Learning Neural Parsers with Deterministic Differentiable Imitation Learning
This work addresses the problem of spatial task decomposition for robotics and AI applications, but it appears incremental as it builds on existing imitation learning and policy gradient techniques.
The paper tackles the problem of learning to decompose spatial tasks into segments, such as for a painting robot, by formulating it as a parsing approach and using a neural parser trained with a novel deterministic policy gradient method called DRAG. The result is that this approach outperforms state-of-the-art imitation and reinforcement learning methods, though no concrete numbers are provided.

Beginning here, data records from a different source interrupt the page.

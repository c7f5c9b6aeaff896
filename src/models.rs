use chrono::{DateTime, Utc};
use serde::{Deserialize, Serialize};
use utoipa::ToSchema;
use uuid::Uuid;

use crate::entity::{comments, favorites, followships, likes, restaurants, users};

pub const ROLE_ADMIN: &str = "admin";
pub const ROLE_USER: &str = "user";

/// Public view of a user. The password hash never leaves the service layer.
#[derive(Debug, Clone, Serialize, Deserialize, ToSchema)]
pub struct User {
    pub id: Uuid,
    pub name: String,
    pub email: String,
    pub role: String,
    pub image: Option<String>,
    pub created_at: DateTime<Utc>,
}

#[derive(Debug, Clone, Serialize, Deserialize, ToSchema)]
pub struct Restaurant {
    pub id: Uuid,
    pub name: String,
    pub tel: String,
    pub address: String,
    pub opening_hours: String,
    pub description: Option<String>,
    pub image: Option<String>,
    pub created_at: DateTime<Utc>,
    pub updated_at: DateTime<Utc>,
}

#[derive(Debug, Clone, Serialize, Deserialize, ToSchema)]
pub struct Comment {
    pub id: Uuid,
    pub text: String,
    pub user_id: Uuid,
    pub restaurant_id: Uuid,
    pub created_at: DateTime<Utc>,
}

#[derive(Debug, Clone, Serialize, Deserialize, ToSchema)]
pub struct Favorite {
    pub id: Uuid,
    pub user_id: Uuid,
    pub restaurant_id: Uuid,
    pub created_at: DateTime<Utc>,
}

#[derive(Debug, Clone, Serialize, Deserialize, ToSchema)]
pub struct Like {
    pub id: Uuid,
    pub user_id: Uuid,
    pub restaurant_id: Uuid,
    pub created_at: DateTime<Utc>,
}

#[derive(Debug, Clone, Serialize, Deserialize, ToSchema)]
pub struct Followship {
    pub id: Uuid,
    pub follower_id: Uuid,
    pub following_id: Uuid,
    pub created_at: DateTime<Utc>,
}

impl From<users::Model> for User {
    fn from(model: users::Model) -> Self {
        Self {
            id: model.id,
            name: model.name,
            email: model.email,
            role: model.role,
            image: model.image,
            created_at: model.created_at.with_timezone(&Utc),
        }
    }
}

impl From<restaurants::Model> for Restaurant {
    fn from(model: restaurants::Model) -> Self {
        Self {
            id: model.id,
            name: model.name,
            tel: model.tel,
            address: model.address,
            opening_hours: model.opening_hours,
            description: model.description,
            image: model.image,
            created_at: model.created_at.with_timezone(&Utc),
            updated_at: model.updated_at.with_timezone(&Utc),
        }
    }
}

impl From<comments::Model> for Comment {
    fn from(model: comments::Model) -> Self {
        Self {
            id: model.id,
            text: model.text,
            user_id: model.user_id,
            restaurant_id: model.restaurant_id,
            created_at: model.created_at.with_timezone(&Utc),
        }
    }
}

impl From<favorites::Model> for Favorite {
    fn from(model: favorites::Model) -> Self {
        Self {
            id: model.id,
            user_id: model.user_id,
            restaurant_id: model.restaurant_id,
            created_at: model.created_at.with_timezone(&Utc),
        }
    }
}

impl From<likes::Model> for Like {
    fn from(model: likes::Model) -> Self {
        Self {
            id: model.id,
            user_id: model.user_id,
            restaurant_id: model.restaurant_id,
            created_at: model.created_at.with_timezone(&Utc),
        }
    }
}

impl From<followships::Model> for Followship {
    fn from(model: followships::Model) -> Self {
        Self {
            id: model.id,
            follower_id: model.follower_id,
            following_id: model.following_id,
            created_at: model.created_at.with_timezone(&Utc),
        }
    }
}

We explore the problem of learning to decompose spatial tasks into segments, as exemplified by the problem of a painting robot covering a large object. Inspired by the ability of classical decision tree algorithms to construct structured partitions of their input spaces, we formulate the problem of decomposing objects into segments as a parsing approach. We make the insight that the derivation of a parse-tree that decomposes the object into segments closely resembles a decision tree constructed by ID3, which can be done when the ground-truth available. We learn to imitate an expert parsing oracle, such that our neural parser can generalize to parse natural images without ground truth. We introduce a novel deterministic policy gradient update, DRAG (i.e., DeteRministically AGgrevate) in the form of a deterministic actor-critic variant of AggreVaTeD, to train our neural parser. From another perspective, our approach is a variant of the Deterministic Policy Gradient suitable for the imitation learning setting. The deterministic policy representation offered by training our neural parser with DRAG allows it to outperform state of the art imitation and reinforcement learning approaches.